The Tomcat move: The unexpected which made us think

By Samanth Gunapal – Websites Core Platform team

One of our core products got moved from Weblogic 10.5 to Tomcat 7.0 recently. The older generation of the product was very dependent on a lot of Weblogic application server capabilities like EJBs, clustering, messaging. They were all removed in a planned manner. Once all of that got done, we were in the last leg of the move. When we ran the ported application on Tomcat, we found a lot of unexpected problems related to how things work differently in Tomcat and Weblogic. I would like to share some of the interesting ones, which needed us to make up our mind on how we wanted to handle them.

 

Tag instances are pooled!

One of the first things we noticed that some of our custom tags were broken. When we investigated further, we realized that our tags were getting wrong dependencies. When the tag was used in a particular place, it was getting dependencies from its first usage – dependencies were shared! That’s when we realized that tag instances were pooled in Tomcat and not so in Weblogic. In general, tag pooling seems to be a good practice and it is recommended. However, this didn’t work in our case since we wanted different behavior from the tag based on the different dependencies we provided to it. To give an example,

@Configurable(preConstruction = true)
public class MyTag extends TagSupport {
 @Resource
 private MyDependency dependency; // Depending on different contexts and needs, a different implementation needs to be injected
... 
}
So, we used a workaround to disable pooling by changing $CATALINA_BASE/conf/web.xml.
<servlet>
 <servlet-name>jsp</servlet-name>
 <servlet-class>org.apache.jasper.servlet.JspServlet</servlet-class>
 ...
 <init-param>
  <param-name>enablePooling</param-name>
  <param-value>false</param-value>
 </init-param>
 ...
</servlet>

 

The story of the truncated cookie

We store user preferences in cookies so that we can provide them with a personalized experience. For example, if the user chooses a particular make and model, we store that in a cookie like below.

Name Value Domain
userPreferences make=Chevrolet&model=Camaro http://www.example.com

Once we migrated to tomcat, this started failing. We found that Tomcat doesn’t allow a few characters in cookie values such as white space, brackets, parentheses, equals sign, commas, quotes, question mark etc. unless you explicitly enable it. Here is how the cookie value varies.

//code snippet
System.out.println (cookie.getName() + “ : ” + cookie.getValue());

//output
userPreferences : make=Chevrolet&model=Camaro //In Weblogic
userPreferences : make  //In Tomcat, cookie value got truncated from the character '='
The reason behind this seems that Tomcat by default adheres to version 0 cookie refer here. But since our user preferences were richer in nature and most users are on modern browsers, we decided to keep our richer cookies as is. So, we used the following Tomcat system properties to enable this behavior.
org.apache.tomcat.util.http.ServerCookie.ALLOW_EQUALS_IN_VALUE=true
org.apache.tomcat.util.http. ServerCookie.ALLOW_HTTP_SEPARATORS_IN_VALUE=true

 

EL expressions with Java keywords will be stopped!

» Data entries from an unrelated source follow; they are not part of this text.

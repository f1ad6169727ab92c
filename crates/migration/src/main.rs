use sea_orm::Database;
use sea_orm_migration::prelude::*;

#[tokio::main]
async fn main() -> Result<(), Box<dyn std::error::Error + Send + Sync>> {
    let mut args = std::env::args().skip(1);
    let cmd = args.next().unwrap_or_else(|| "up".to_string());

    let db_url = std::env::var("DATABASE_URL")
        .unwrap_or_else(|_| "sqlite:./tally.db?mode=rwc".to_string());

    let db = Database::connect(&db_url).await?;

    match cmd.as_str() {
        "up" => migration::Migrator::up(&db, None).await?,
        "down" => migration::Migrator::down(&db, None).await?,
        "fresh" => migration::Migrator::fresh(&db).await?,
        "status" => {
            migration::Migrator::status(&db).await?;
        }
        _ => {
            eprintln!("Usage: cargo run -p migration -- [up|down|fresh|status]");
            std::process::exit(2);
        }
    }

    Ok(())
}
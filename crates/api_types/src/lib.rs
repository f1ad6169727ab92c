//! JSON bodies exchanged with the HTTP layer.
//!
//! Money travels as decimal strings (`"25.50"`), never as JSON numbers.
//! Field names are camelCase.

use serde::{Deserialize, Serialize};

/// Envelope of every response.
#[derive(Debug, Serialize, Deserialize)]
pub struct ApiResponse<T> {
    pub success: bool,
    #[serde(default, skip_serializing_if = "Option::is_none")]
    pub data: Option<T>,
    #[serde(default, skip_serializing_if = "Option::is_none")]
    pub error: Option<String>,
}

impl<T> ApiResponse<T> {
    pub fn ok(data: T) -> Self {
        Self {
            success: true,
            data: Some(data),
            error: None,
        }
    }
}

impl ApiResponse<()> {
    pub fn error(message: impl Into<String>) -> Self {
        Self {
            success: false,
            data: None,
            error: Some(message.into()),
        }
    }
}

pub mod account {
    use chrono::{DateTime, Utc};
    use serde::{Deserialize, Serialize};
    use uuid::Uuid;

    #[derive(Clone, Copy, Debug, PartialEq, Eq, Serialize, Deserialize)]
    #[serde(rename_all = "snake_case")]
    pub enum AccountKind {
        Bank,
        Broker,
        Credit,
        Cash,
        Stock,
    }

    #[derive(Debug, Serialize, Deserialize)]
    #[serde(rename_all = "camelCase")]
    pub struct AccountNew {
        pub name: String,
        pub currency_id: String,
        pub kind: AccountKind,
        /// Opening balance, `"0"` when absent.
        pub balance: Option<String>,
    }

    #[derive(Debug, Serialize, Deserialize)]
    #[serde(rename_all = "camelCase")]
    pub struct AccountView {
        pub id: Uuid,
        pub name: String,
        pub currency_id: String,
        pub kind: AccountKind,
        pub balance: String,
        pub created_at: DateTime<Utc>,
    }

    /// Absent fields are left as they are.
    #[derive(Debug, Serialize, Deserialize)]
    #[serde(rename_all = "camelCase")]
    pub struct AccountUpdate {
        pub id: Uuid,
        pub balance: Option<String>,
        pub currency_id: Option<String>,
        pub kind: Option<AccountKind>,
    }

    #[derive(Debug, Default, Serialize, Deserialize)]
    pub struct AccountsQuery {
        pub kind: Option<AccountKind>,
    }

    #[derive(Debug, Serialize, Deserialize)]
    #[serde(rename_all = "camelCase")]
    pub struct AccountDeleted {
        pub id: Uuid,
        pub detached_entries: u64,
        pub removed_payments: u64,
    }

    #[derive(Debug, Serialize, Deserialize)]
    #[serde(rename_all = "camelCase")]
    pub struct TransferNew {
        pub source_account_id: Uuid,
        pub target_account_id: Uuid,
        pub amount: String,
    }

    #[derive(Debug, Serialize, Deserialize)]
    #[serde(rename_all = "camelCase")]
    pub struct TransferView {
        pub source_balance: String,
        pub target_balance: String,
        pub entry_ids: Vec<Uuid>,
    }
}

pub mod entry {
    use chrono::{DateTime, FixedOffset, Utc};
    use serde::{Deserialize, Serialize};
    use uuid::Uuid;

    /// Body of `POST /transactions` and `POST /expenses`.
    ///
    /// `isIncome` and `name` are ignored for expenses.
    #[derive(Debug, Serialize, Deserialize)]
    #[serde(rename_all = "camelCase")]
    pub struct EntryNew {
        pub account_id: Option<Uuid>,
        pub name: Option<String>,
        pub amount: String,
        #[serde(default)]
        pub is_income: bool,
        pub currency_id: String,
        pub category: String,
        pub remarks: Option<String>,
        pub executed_at: DateTime<FixedOffset>,
    }

    #[derive(Debug, Serialize, Deserialize)]
    #[serde(rename_all = "camelCase")]
    pub struct EntryCreated {
        pub id: Uuid,
        pub new_balance: Option<String>,
    }

    #[derive(Debug, Serialize, Deserialize)]
    #[serde(rename_all = "camelCase")]
    pub struct EntryView {
        pub id: Uuid,
        pub account_id: Option<Uuid>,
        pub name: Option<String>,
        pub amount: String,
        pub is_income: bool,
        pub currency_id: String,
        pub category: String,
        pub remarks: Option<String>,
        pub executed_at: DateTime<Utc>,
    }

    /// Query string of `DELETE /transactions/{id}` and `DELETE /expenses/{id}`.
    #[derive(Debug, Default, Serialize, Deserialize)]
    #[serde(rename_all = "camelCase")]
    pub struct DeleteQuery {
        #[serde(default)]
        pub revert_balance: bool,
    }

    #[derive(Debug, Serialize, Deserialize)]
    #[serde(rename_all = "camelCase")]
    pub struct EntryDeleted {
        pub id: Uuid,
        /// Balance after the reversal, when one happened.
        pub new_balance: Option<String>,
    }
}

pub mod future_payment {
    use chrono::{DateTime, FixedOffset, Utc};
    use serde::{Deserialize, Serialize};
    use uuid::Uuid;

    #[derive(Debug, Serialize, Deserialize)]
    #[serde(rename_all = "camelCase")]
    pub struct FuturePaymentNew {
        pub account_id: Uuid,
        pub name: String,
        pub amount: String,
        #[serde(default)]
        pub is_income: bool,
        #[serde(default)]
        pub is_rolling: bool,
        /// Seconds between two executions; required when rolling.
        pub frequency: Option<i64>,
        pub currency_id: String,
        pub scheduled_at: DateTime<FixedOffset>,
        pub remarks: Option<String>,
    }

    #[derive(Debug, Serialize, Deserialize)]
    #[serde(rename_all = "camelCase")]
    pub struct FuturePaymentUpdate {
        pub id: Uuid,
        #[serde(flatten)]
        pub payment: FuturePaymentNew,
    }

    #[derive(Debug, Serialize, Deserialize)]
    pub struct FrequencyView {
        pub seconds: i64,
        pub days: i64,
        pub months: i64,
        pub years: i64,
    }

    #[derive(Debug, Serialize, Deserialize)]
    #[serde(rename_all = "camelCase")]
    pub struct FuturePaymentView {
        pub id: Uuid,
        pub account_id: Uuid,
        pub name: String,
        pub amount: String,
        pub is_income: bool,
        pub is_rolling: bool,
        pub frequency: Option<FrequencyView>,
        pub currency_id: String,
        pub scheduled_at: DateTime<Utc>,
        pub remarks: Option<String>,
    }
}
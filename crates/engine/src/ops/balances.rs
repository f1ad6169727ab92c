//! Balance Mutator: the only path by which an account balance changes.

use sea_orm::DatabaseTransaction;
use serde::Serialize;
use uuid::Uuid;

use crate::{
    Account, CurrencyPolicy, EngineError, LedgerEntry, Money, ResultEngine, money::STORED_SCALE,
    store::{BalanceSnapshot, LedgerStore},
};

use super::Engine;

/// One balance transition, as persisted.
#[derive(Clone, Copy, Debug, PartialEq, Eq, Serialize)]
pub struct BalanceChange {
    pub account_id: Uuid,
    pub old_balance: Money,
    pub new_balance: Money,
}

/// Whether an outgoing mutation must be covered by the current balance.
#[derive(Clone, Copy, Debug, PartialEq, Eq)]
pub(crate) enum BalanceGate {
    Enforce,
    AllowNegative,
}

/// Fails when `amount` exceeds `balance`. Both values are compared as they
/// are, before any truncation.
pub(crate) fn ensure_sufficient(balance: Money, amount: Money) -> ResultEngine<()> {
    if amount > balance {
        return Err(EngineError::InsufficientBalance(format!(
            "balance {balance} cannot cover {amount}"
        )));
    }
    Ok(())
}

/// `current ± amount`, truncated to the stored scale.
pub(crate) fn next_balance(current: Money, amount: Money, is_income: bool) -> ResultEngine<Money> {
    let next = if is_income {
        current.checked_add(amount)
    } else {
        current.checked_sub(amount)
    };
    next.map(|value| value.truncate(STORED_SCALE))
        .ok_or_else(|| EngineError::Validation("amount too large".to_string()))
}

impl Engine {
    pub(crate) fn ensure_currency(&self, account: &Account, currency_id: &str) -> ResultEngine<()> {
        match self.config.currency_policy {
            CurrencyPolicy::IgnoreCurrency => Ok(()),
            CurrencyPolicy::SameCurrencyOnly if account.currency_id == currency_id => Ok(()),
            CurrencyPolicy::SameCurrencyOnly => Err(EngineError::CurrencyMismatch(format!(
                "account {} holds {}, got {currency_id}",
                account.id, account.currency_id
            ))),
        }
    }

    /// Moves the balance of `account_id` by `amount` in the given direction.
    ///
    /// No account means no balance effect. The write is a compare-and-swap
    /// on the version read here.
    pub(crate) async fn apply_entry(
        &self,
        db_tx: &DatabaseTransaction,
        account_id: Option<Uuid>,
        amount: Money,
        is_income: bool,
        gate: BalanceGate,
    ) -> ResultEngine<Option<BalanceChange>> {
        let Some(account_id) = account_id else {
            return Ok(None);
        };
        let snapshot = LedgerStore::new(db_tx).get_balance(account_id).await?;
        self.apply_to_snapshot(db_tx, account_id, snapshot, amount, is_income, gate)
            .await
            .map(Some)
    }

    /// Same as [`Engine::apply_entry`] for a balance the caller already read
    /// in this unit of work.
    pub(crate) async fn apply_to_snapshot(
        &self,
        db_tx: &DatabaseTransaction,
        account_id: Uuid,
        snapshot: BalanceSnapshot,
        amount: Money,
        is_income: bool,
        gate: BalanceGate,
    ) -> ResultEngine<BalanceChange> {
        if !is_income && gate == BalanceGate::Enforce {
            ensure_sufficient(snapshot.balance, amount)?;
        }
        let new_balance = next_balance(snapshot.balance, amount, is_income)?;
        LedgerStore::new(db_tx)
            .set_balance(account_id, snapshot.version, new_balance)
            .await?;
        tracing::debug!(
            "balance for {account_id} goes from {} to {new_balance}",
            snapshot.balance
        );
        Ok(BalanceChange {
            account_id,
            old_balance: snapshot.balance,
            new_balance,
        })
    }

    /// Applies the balance effect of `entry` and inserts it, in that order,
    /// inside the caller's unit of work.
    pub(crate) async fn post_entry(
        &self,
        db_tx: &DatabaseTransaction,
        entry: &LedgerEntry,
        gate: BalanceGate,
    ) -> ResultEngine<Option<BalanceChange>> {
        let change = self
            .apply_entry(db_tx, entry.account_id, entry.amount, entry.is_income, gate)
            .await?;
        LedgerStore::new(db_tx).insert_ledger_entry(entry).await?;
        Ok(change)
    }
}
use axum::{
    Router,
    extract::Request,
    http::StatusCode,
    middleware::{self, Next},
    response::Response,
    routing::{delete, get, post},
};
use axum_extra::{
    TypedHeader,
    headers::{Error as AxumError, Header},
    typed_header::TypedHeaderRejection,
};

use std::{net::SocketAddr, sync::Arc};

use crate::{accounts, entries, future_payments};
use engine::Engine;

static CLIENT_ID_HEADER: axum::http::HeaderName = axum::http::HeaderName::from_static("x-client-id");

#[derive(Clone)]
pub struct ServerState {
    pub engine: Arc<Engine>,
}

/// Identity of the caller, as established by the authenticating gateway in
/// front of this service.
#[derive(Clone, Debug, PartialEq, Eq)]
pub struct ClientId(pub String);

/// `TypedHeader` for the client identity header
///
/// Every request must contain a non-empty "x-client-id" entry in the header.
#[derive(Debug)]
struct ClientIdHeader(String);

impl Header for ClientIdHeader {
    fn name() -> &'static axum::http::HeaderName {
        &CLIENT_ID_HEADER
    }

    fn decode<'i, I>(values: &mut I) -> Result<Self, AxumError>
    where
        Self: Sized,
        I: Iterator<Item = &'i axum::http::HeaderValue>,
    {
        let value = values.next().ok_or_else(AxumError::invalid)?;
        let Ok(value) = value.to_str() else {
            return Err(AxumError::invalid());
        };
        let value = value.trim();
        if value.is_empty() {
            return Err(AxumError::invalid());
        }

        Ok(ClientIdHeader(value.to_string()))
    }

    fn encode<E: Extend<axum::http::HeaderValue>>(&self, values: &mut E) {
        match axum::http::HeaderValue::from_str(&self.0) {
            Ok(value) => values.extend(std::iter::once(value)),
            Err(_) => tracing::error!("failed to encode x-client-id header"),
        }
    }
}

async fn identify(
    client_header: Result<TypedHeader<ClientIdHeader>, TypedHeaderRejection>,
    mut request: Request,
    next: Next,
) -> Result<Response, StatusCode> {
    let Ok(TypedHeader(ClientIdHeader(client_id))) = client_header else {
        return Err(StatusCode::UNAUTHORIZED);
    };
    request.extensions_mut().insert(ClientId(client_id));
    Ok(next.run(request).await)
}

pub fn router(engine: Arc<Engine>) -> Router {
    let state = ServerState { engine };
    Router::new()
        .route(
            "/accounts",
            post(accounts::create)
                .get(accounts::list)
                .put(accounts::update),
        )
        .route("/accounts/transfer", post(accounts::transfer))
        .route(
            "/accounts/{id}",
            get(accounts::get).delete(accounts::remove),
        )
        .route(
            "/transactions",
            post(entries::create_transaction).get(entries::list_transactions),
        )
        .route("/transactions/{id}", delete(entries::delete_transaction))
        .route(
            "/expenses",
            post(entries::create_expense).get(entries::list_expenses),
        )
        .route("/expenses/{id}", delete(entries::delete_expense))
        .route(
            "/future-payments",
            post(future_payments::create)
                .get(future_payments::list)
                .put(future_payments::update),
        )
        .route("/future-payments/{id}", delete(future_payments::remove))
        .route_layer(middleware::from_fn(identify))
        .with_state(state)
}

pub async fn run(engine: Arc<Engine>, addr: SocketAddr) {
    let listener = match tokio::net::TcpListener::bind(addr).await {
        Ok(listener) => listener,
        Err(err) => {
            tracing::error!("failed to bind server listener: {err}");
            return;
        }
    };
    if let Err(err) = run_with_listener(engine, listener).await {
        tracing::error!("server failed: {err}");
    }
}

pub async fn run_with_listener(
    engine: Arc<Engine>,
    listener: tokio::net::TcpListener,
) -> Result<(), std::io::Error> {
    let addr = listener.local_addr()?;
    tracing::info!("Server listening on {}", addr);

    axum::serve(listener, router(engine)).await
}

pub fn spawn_with_listener(
    engine: Arc<Engine>,
    listener: tokio::net::TcpListener,
) -> Result<SocketAddr, std::io::Error> {
    let addr = listener.local_addr()?;

    tokio::spawn(async move {
        if let Err(err) = run_with_listener(engine, listener).await {
            tracing::error!("server failed: {err}");
        }
    });

    Ok(addr)
}
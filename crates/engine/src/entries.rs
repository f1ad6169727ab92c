//! Ledger entries.
//!
//! An entry is a posted transaction or expense. When it references an
//! account, the account balance moved by exactly the signed amount at the
//! moment the entry was inserted; entries without an account never touch a
//! balance. Entries are never edited, only created or deleted.

use chrono::{DateTime, Utc};
use sea_orm::{ActiveValue, entity::prelude::*};
use serde::{Deserialize, Serialize};
use uuid::Uuid;

use crate::{
    EngineError, Money, ResultEngine,
    util::{parse_stored_money, parse_uuid},
};

#[derive(Clone, Copy, Debug, PartialEq, Eq, Serialize, Deserialize)]
#[serde(rename_all = "snake_case")]
pub enum EntryKind {
    Transaction,
    Expense,
}

impl EntryKind {
    pub fn as_str(self) -> &'static str {
        match self {
            Self::Transaction => "transaction",
            Self::Expense => "expense",
        }
    }
}

impl TryFrom<&str> for EntryKind {
    type Error = EngineError;

    fn try_from(value: &str) -> Result<Self, Self::Error> {
        match value {
            "transaction" => Ok(Self::Transaction),
            "expense" => Ok(Self::Expense),
            other => Err(EngineError::Validation(format!(
                "invalid entry kind: {other}"
            ))),
        }
    }
}

#[derive(Clone, Debug, PartialEq, Eq, Serialize)]
pub struct LedgerEntry {
    pub id: Uuid,
    pub client_id: String,
    pub account_id: Option<Uuid>,
    pub kind: EntryKind,
    pub name: Option<String>,
    pub is_income: bool,
    /// Always a positive magnitude; the direction is `is_income`.
    pub amount: Money,
    pub currency_id: String,
    pub category: String,
    pub remarks: Option<String>,
    pub executed_at: DateTime<Utc>,
}

#[derive(Clone, Debug, PartialEq, Eq, DeriveEntityModel)]
#[sea_orm(table_name = "ledger_entries")]
pub struct Model {
    #[sea_orm(primary_key, auto_increment = false)]
    pub id: String,
    pub client_id: String,
    pub account_id: Option<String>,
    pub entry_kind: String,
    pub name: Option<String>,
    pub is_income: bool,
    pub amount: String,
    pub currency_id: String,
    pub category: String,
    pub remarks: Option<String>,
    pub executed_at: DateTimeUtc,
}

#[derive(Copy, Clone, Debug, EnumIter, DeriveRelation)]
pub enum Relation {
    #[sea_orm(
        belongs_to = "super::accounts::Entity",
        from = "Column::AccountId",
        to = "super::accounts::Column::Id"
    )]
    Account,
}

impl Related<super::accounts::Entity> for Entity {
    fn to() -> RelationDef {
        Relation::Account.def()
    }
}

impl ActiveModelBehavior for ActiveModel {}

impl From<&LedgerEntry> for ActiveModel {
    fn from(entry: &LedgerEntry) -> Self {
        Self {
            id: ActiveValue::Set(entry.id.to_string()),
            client_id: ActiveValue::Set(entry.client_id.clone()),
            account_id: ActiveValue::Set(entry.account_id.map(|id| id.to_string())),
            entry_kind: ActiveValue::Set(entry.kind.as_str().to_string()),
            name: ActiveValue::Set(entry.name.clone()),
            is_income: ActiveValue::Set(entry.is_income),
            amount: ActiveValue::Set(entry.amount.to_stored_string()),
            currency_id: ActiveValue::Set(entry.currency_id.clone()),
            category: ActiveValue::Set(entry.category.clone()),
            remarks: ActiveValue::Set(entry.remarks.clone()),
            executed_at: ActiveValue::Set(entry.executed_at),
        }
    }
}

impl TryFrom<Model> for LedgerEntry {
    type Error = EngineError;

    fn try_from(model: Model) -> ResultEngine<Self> {
        Ok(Self {
            id: parse_uuid(&model.id, "entry")?,
            account_id: model
                .account_id
                .as_deref()
                .map(|id| parse_uuid(id, "account"))
                .transpose()?,
            kind: EntryKind::try_from(model.entry_kind.as_str())?,
            amount: parse_stored_money(&model.amount, "entry amount")?,
            client_id: model.client_id,
            name: model.name,
            is_income: model.is_income,
            currency_id: model.currency_id,
            category: model.category,
            remarks: model.remarks,
            executed_at: model.executed_at,
        })
    }
}
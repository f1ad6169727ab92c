use std::{future::Future, sync::Arc};

use sea_orm::DatabaseConnection;

use crate::{Clock, EngineConfig, EngineError, ResultEngine, SystemClock, store::LedgerStore};

mod accounts;
mod balances;
mod entries;
mod future_payments;
mod reversal;
mod transfer;

pub use accounts::{ADJUSTMENT_CATEGORY, AccountRemoval};
pub use balances::BalanceChange;
pub use entries::EntryReceipt;
pub use transfer::{TRANSFER_CATEGORY, TransferReceipt};

/// Run a block as one unit of work.
///
/// The block gets a fresh `DatabaseTransaction` on every attempt. It is
/// committed when the block returns `Ok`, and dropped (rolled back)
/// otherwise. A [`EngineError::Conflict`] re-runs the block up to
/// `conflict_retries` times. The whole loop is bounded by `storage_timeout`.
macro_rules! with_tx {
    ($self:expr, $op:literal, |$tx:ident| $body:expr) => {{
        let engine: &$crate::Engine = $self;
        let unit_of_work = async {
            let mut attempt: u32 = 0;
            loop {
                let $tx = match sea_orm::TransactionTrait::begin(&engine.database).await {
                    Ok(tx) => tx,
                    Err(err) => break Err($crate::EngineError::from(err)),
                };
                let result: $crate::ResultEngine<_> = $body;
                match result {
                    Ok(value) => match $tx.commit().await {
                        Ok(()) => break Ok(value),
                        Err(err) => break Err($crate::EngineError::from(err)),
                    },
                    Err($crate::EngineError::Conflict(reason))
                        if attempt < engine.config.conflict_retries =>
                    {
                        attempt += 1;
                        tracing::debug!(op = $op, attempt, %reason, "retrying unit of work");
                        if let Err(err) = $tx.rollback().await {
                            break Err($crate::EngineError::from(err));
                        }
                    }
                    Err(err) => break Err(err),
                }
            }
        };
        let result = match tokio::time::timeout(engine.config.storage_timeout, unit_of_work).await {
            Ok(result) => result,
            Err(_) => Err($crate::EngineError::Timeout(engine.config.storage_timeout)),
        };
        if let Err(err) = &result {
            if err.is_storage() {
                tracing::error!(op = $op, error = %err, "unit of work failed");
            }
        }
        result
    }};
}

pub(crate) use with_tx;

/// The ledger engine.
///
/// Holds the database handle and the runtime policies. Cheap to share behind
/// an `Arc`; every operation is `&self`.
#[derive(Debug)]
pub struct Engine {
    database: DatabaseConnection,
    config: EngineConfig,
    clock: Arc<dyn Clock>,
}

impl Engine {
    /// Return a builder for `Engine`. Help to build the struct.
    pub fn builder() -> EngineBuilder {
        EngineBuilder::default()
    }

    pub fn config(&self) -> &EngineConfig {
        &self.config
    }

    pub fn clock(&self) -> &Arc<dyn Clock> {
        &self.clock
    }

    fn store(&self) -> LedgerStore<'_, DatabaseConnection> {
        LedgerStore::new(&self.database)
    }

    /// Runs a read outside any unit of work, repeating it on storage errors.
    async fn retry_read<T, F, Fut>(&self, op: &'static str, mut read: F) -> ResultEngine<T>
    where
        F: FnMut() -> Fut,
        Fut: Future<Output = ResultEngine<T>>,
    {
        let mut attempt: u32 = 0;
        loop {
            let outcome = match tokio::time::timeout(self.config.storage_timeout, read()).await {
                Ok(outcome) => outcome,
                Err(_) => Err(EngineError::Timeout(self.config.storage_timeout)),
            };
            match outcome {
                Err(err) if err.is_storage() && attempt < self.config.read_retries => {
                    attempt += 1;
                    tracing::warn!(op, attempt, error = %err, "retrying read");
                }
                Err(err) => {
                    if err.is_storage() {
                        tracing::error!(op, error = %err, "read failed");
                    }
                    return Err(err);
                }
                Ok(value) => return Ok(value),
            }
        }
    }
}

/// The builder for `Engine`
#[derive(Default)]
pub struct EngineBuilder {
    database: DatabaseConnection,
    config: EngineConfig,
    clock: Option<Arc<dyn Clock>>,
}

impl EngineBuilder {
    /// Pass the required database
    pub fn database(mut self, db: DatabaseConnection) -> EngineBuilder {
        self.database = db;
        self
    }

    pub fn config(mut self, config: EngineConfig) -> EngineBuilder {
        self.config = config;
        self
    }

    /// Time source for validations and due checks. Defaults to the wall clock.
    pub fn clock(mut self, clock: Arc<dyn Clock>) -> EngineBuilder {
        self.clock = Some(clock);
        self
    }

    /// Construct `Engine`
    pub async fn build(self) -> ResultEngine<Engine> {
        if self.config.storage_timeout.is_zero() {
            return Err(EngineError::Validation(
                "storage_timeout must be positive".to_string(),
            ));
        }
        Ok(Engine {
            database: self.database,
            config: self.config,
            clock: self.clock.unwrap_or_else(|| Arc::new(SystemClock)),
        })
    }
}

Few JSPs in our product were broken with javax.el.ELException. When we dug deeper on one of many instances, we found the following snippet in the JSP and the corresponding method in POJO.
//JSP snippet
...
${vehicle.new}
...
//POJO
class Vehicle {
  ...
  public boolean isNew() {
    //returns true if it is a new vehicle.
  }
  ...
}
Weblogic was working fine in this scenario, but Tomcat threw the exception. We then found that Tomcat’s EL parser seems to be stricter than that of Weblogic when it comes to the usage of Java keywords in EL expressions. But in this case, we wanted to preserve the semantics that the method name offered to our domain and code base. So we decided to turn off this check in Tomcat. We achieved the same using the following JVM argument.
-Dorg.apache.el.parser.SKIP_IDENTIFIER_CHECK=true

 

Conclusion

One aspect that jumps at us is that Tomcat seems to be leaning towards being stricter and conservative whereas Weblogic is more lenient and flexible. Generally, such strictness ensures that that the code we write is cleaner and better. That said, the above scenarios illustrate that sometimes it is important to weigh the benefits of following a practice in the context of how it applies to the product.